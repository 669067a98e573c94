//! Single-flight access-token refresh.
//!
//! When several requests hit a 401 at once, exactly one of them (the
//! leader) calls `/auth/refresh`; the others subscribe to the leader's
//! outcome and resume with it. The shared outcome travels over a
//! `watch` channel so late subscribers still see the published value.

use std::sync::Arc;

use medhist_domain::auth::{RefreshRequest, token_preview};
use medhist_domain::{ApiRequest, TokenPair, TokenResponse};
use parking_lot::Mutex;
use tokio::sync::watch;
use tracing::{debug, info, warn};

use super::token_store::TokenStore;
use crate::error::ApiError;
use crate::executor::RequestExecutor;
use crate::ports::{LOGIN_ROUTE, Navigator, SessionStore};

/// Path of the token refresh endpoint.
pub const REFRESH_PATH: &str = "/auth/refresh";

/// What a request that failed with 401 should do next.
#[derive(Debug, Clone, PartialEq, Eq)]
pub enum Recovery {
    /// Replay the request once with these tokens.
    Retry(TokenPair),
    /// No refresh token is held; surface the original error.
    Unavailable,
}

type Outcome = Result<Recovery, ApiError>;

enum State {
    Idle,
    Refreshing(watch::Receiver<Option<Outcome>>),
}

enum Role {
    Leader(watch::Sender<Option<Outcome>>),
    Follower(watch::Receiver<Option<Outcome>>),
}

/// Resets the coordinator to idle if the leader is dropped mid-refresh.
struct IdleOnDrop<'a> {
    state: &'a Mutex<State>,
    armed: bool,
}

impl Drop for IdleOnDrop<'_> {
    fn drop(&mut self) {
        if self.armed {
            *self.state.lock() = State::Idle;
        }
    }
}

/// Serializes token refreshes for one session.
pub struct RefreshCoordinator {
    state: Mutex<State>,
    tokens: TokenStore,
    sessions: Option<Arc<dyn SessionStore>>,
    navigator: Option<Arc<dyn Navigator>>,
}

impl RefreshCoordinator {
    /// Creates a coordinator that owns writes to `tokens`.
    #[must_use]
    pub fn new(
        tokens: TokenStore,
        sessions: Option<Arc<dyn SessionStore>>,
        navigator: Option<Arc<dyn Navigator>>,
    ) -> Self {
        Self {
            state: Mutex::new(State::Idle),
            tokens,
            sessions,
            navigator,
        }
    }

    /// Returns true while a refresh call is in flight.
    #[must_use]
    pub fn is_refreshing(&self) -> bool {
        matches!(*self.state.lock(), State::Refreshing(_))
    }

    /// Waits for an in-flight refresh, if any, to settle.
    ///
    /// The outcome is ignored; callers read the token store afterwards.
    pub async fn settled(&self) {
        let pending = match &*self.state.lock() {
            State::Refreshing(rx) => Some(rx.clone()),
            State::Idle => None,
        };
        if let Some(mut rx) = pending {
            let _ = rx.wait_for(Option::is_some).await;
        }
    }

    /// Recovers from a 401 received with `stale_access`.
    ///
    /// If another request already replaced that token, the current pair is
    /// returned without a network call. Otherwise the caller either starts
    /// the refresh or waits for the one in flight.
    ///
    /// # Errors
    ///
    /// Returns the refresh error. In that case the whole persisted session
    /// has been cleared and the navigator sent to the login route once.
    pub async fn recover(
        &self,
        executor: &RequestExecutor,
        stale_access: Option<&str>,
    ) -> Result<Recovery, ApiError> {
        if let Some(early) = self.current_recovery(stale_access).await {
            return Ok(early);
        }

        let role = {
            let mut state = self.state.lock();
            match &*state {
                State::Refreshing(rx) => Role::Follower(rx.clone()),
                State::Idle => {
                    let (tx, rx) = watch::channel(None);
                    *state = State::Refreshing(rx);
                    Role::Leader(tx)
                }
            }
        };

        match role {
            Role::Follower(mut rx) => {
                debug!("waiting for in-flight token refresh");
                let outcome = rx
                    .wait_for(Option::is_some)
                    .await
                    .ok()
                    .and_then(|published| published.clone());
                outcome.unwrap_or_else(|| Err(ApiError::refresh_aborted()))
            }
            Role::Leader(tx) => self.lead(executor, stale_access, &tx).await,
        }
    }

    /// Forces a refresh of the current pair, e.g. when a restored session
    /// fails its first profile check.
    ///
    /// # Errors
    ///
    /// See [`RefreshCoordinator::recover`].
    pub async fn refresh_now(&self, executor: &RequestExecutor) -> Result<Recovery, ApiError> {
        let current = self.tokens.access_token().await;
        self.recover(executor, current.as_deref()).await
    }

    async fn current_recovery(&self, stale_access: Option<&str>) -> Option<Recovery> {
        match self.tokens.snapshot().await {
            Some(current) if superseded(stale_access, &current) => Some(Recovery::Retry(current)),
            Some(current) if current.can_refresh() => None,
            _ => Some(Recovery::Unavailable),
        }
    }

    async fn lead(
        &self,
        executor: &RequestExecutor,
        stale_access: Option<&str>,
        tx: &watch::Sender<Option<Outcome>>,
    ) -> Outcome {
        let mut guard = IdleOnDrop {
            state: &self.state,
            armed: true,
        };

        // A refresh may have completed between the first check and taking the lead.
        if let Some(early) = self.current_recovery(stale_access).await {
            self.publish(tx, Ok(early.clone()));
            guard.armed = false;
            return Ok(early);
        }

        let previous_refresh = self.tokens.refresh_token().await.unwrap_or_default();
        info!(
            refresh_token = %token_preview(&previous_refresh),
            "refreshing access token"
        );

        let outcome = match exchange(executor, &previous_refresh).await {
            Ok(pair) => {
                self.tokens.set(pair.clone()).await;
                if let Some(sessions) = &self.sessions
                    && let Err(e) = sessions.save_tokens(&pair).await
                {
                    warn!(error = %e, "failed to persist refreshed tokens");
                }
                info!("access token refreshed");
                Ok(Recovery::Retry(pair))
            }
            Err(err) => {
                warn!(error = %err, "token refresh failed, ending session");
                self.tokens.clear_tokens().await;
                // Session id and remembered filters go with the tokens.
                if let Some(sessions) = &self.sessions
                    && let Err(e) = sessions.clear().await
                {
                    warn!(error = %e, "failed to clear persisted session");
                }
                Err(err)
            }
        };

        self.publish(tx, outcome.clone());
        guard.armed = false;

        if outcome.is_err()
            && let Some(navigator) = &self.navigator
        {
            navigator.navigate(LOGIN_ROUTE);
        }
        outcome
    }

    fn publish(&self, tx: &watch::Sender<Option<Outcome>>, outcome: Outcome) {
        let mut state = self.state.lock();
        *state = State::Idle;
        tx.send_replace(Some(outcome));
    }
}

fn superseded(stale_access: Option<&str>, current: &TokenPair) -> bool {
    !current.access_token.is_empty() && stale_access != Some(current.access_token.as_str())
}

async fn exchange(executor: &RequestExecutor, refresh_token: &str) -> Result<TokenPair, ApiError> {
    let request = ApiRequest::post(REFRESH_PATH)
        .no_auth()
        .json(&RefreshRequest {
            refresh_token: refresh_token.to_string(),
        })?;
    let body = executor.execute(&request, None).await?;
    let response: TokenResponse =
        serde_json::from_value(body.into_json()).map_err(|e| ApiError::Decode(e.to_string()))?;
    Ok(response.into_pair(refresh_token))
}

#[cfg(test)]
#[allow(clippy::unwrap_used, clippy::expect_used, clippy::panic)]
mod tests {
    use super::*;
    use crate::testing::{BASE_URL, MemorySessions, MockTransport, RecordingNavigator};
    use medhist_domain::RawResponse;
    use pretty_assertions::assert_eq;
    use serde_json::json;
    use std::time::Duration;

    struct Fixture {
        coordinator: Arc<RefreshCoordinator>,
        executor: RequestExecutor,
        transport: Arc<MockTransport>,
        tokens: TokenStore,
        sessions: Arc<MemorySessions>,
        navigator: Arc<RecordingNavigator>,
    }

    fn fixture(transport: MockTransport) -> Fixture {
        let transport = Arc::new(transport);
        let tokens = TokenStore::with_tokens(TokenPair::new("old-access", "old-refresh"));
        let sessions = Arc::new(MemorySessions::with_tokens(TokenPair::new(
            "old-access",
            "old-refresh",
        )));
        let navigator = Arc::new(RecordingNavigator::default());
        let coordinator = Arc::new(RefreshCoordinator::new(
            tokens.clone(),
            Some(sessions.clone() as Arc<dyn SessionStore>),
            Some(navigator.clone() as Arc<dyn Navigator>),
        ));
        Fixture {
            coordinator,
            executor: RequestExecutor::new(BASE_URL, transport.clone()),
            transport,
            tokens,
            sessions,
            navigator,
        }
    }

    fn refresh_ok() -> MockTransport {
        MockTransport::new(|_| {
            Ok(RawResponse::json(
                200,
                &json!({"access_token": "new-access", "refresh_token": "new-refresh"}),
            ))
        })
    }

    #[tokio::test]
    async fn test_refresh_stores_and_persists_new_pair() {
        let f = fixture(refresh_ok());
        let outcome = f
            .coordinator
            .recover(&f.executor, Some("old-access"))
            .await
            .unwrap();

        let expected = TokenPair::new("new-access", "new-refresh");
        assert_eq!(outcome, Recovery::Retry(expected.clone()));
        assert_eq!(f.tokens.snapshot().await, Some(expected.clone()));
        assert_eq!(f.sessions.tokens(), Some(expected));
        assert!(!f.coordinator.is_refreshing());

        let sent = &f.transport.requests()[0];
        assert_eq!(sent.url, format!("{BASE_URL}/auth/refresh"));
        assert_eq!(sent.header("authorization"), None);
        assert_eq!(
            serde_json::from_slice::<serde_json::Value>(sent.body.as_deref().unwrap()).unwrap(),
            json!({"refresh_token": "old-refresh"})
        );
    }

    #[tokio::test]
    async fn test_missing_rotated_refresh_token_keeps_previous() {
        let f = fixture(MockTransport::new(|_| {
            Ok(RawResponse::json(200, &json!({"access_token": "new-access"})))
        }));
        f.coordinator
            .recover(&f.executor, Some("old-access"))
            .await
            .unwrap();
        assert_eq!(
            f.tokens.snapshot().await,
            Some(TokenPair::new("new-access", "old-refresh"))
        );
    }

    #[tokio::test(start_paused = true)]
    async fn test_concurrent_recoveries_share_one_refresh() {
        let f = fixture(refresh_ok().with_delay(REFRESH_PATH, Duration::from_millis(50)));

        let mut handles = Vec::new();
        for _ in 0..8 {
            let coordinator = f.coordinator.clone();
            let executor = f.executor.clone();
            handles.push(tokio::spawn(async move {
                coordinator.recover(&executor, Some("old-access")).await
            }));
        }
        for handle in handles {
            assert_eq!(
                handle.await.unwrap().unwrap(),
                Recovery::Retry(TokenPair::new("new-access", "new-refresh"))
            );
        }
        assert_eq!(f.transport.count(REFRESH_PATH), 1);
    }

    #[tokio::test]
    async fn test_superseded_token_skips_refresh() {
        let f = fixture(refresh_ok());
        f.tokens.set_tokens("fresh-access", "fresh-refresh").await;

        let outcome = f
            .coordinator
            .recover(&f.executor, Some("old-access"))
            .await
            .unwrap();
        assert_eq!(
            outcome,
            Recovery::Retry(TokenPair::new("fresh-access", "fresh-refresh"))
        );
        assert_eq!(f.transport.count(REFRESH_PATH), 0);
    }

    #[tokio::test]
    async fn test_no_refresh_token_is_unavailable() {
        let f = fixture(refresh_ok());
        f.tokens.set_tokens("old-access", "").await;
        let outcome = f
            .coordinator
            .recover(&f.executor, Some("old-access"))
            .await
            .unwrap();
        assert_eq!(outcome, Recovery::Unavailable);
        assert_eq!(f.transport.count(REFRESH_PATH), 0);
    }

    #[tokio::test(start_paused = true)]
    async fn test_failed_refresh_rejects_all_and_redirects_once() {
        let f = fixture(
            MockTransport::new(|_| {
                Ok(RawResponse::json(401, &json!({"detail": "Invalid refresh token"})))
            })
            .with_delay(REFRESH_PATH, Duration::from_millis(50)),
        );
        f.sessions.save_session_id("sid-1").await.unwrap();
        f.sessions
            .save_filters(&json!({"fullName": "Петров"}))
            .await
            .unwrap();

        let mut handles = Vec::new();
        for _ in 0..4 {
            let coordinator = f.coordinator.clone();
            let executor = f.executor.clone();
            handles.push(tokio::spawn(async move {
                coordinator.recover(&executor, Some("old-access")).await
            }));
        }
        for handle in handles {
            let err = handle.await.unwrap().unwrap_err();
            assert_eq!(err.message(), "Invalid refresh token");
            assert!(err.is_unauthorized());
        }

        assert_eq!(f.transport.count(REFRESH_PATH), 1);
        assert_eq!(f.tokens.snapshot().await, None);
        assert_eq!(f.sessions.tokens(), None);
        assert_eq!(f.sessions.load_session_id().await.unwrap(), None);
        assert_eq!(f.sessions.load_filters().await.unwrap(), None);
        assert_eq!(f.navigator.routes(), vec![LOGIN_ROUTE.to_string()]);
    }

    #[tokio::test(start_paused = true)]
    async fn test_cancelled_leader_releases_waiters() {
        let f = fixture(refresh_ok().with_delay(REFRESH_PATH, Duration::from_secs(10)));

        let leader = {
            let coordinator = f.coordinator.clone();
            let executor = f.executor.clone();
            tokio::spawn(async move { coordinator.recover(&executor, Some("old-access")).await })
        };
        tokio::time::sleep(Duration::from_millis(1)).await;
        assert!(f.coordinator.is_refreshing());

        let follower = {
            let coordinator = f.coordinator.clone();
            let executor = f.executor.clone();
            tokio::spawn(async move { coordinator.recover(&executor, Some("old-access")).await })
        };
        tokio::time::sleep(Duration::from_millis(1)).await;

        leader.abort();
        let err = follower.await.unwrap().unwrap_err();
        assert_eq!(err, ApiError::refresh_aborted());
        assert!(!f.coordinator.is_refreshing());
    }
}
####################
● **YOUR INSTRUCTIONS**
Your answer must be the lines above, unchanged, from the first one through the line that holds "use tokio::sync::watch;", inclusive, and no others.

● **ANSWER BOX**
repository 669067a98e573c94
//! Single-flight access-token refresh.
//!
//! When several requests hit a 401 at once, exactly one of them (the
//! leader) calls `/auth/refresh`; the others subscribe to the leader's
//! outcome and resume with it. The shared outcome travels over a
//! `watch` channel so late subscribers still see the published value.

use std::sync::Arc;

use medhist_domain::auth::{RefreshRequest, token_preview};
use medhist_domain::{ApiRequest, TokenPair, TokenResponse};
use parking_lot::Mutex;
use tokio::sync::watch;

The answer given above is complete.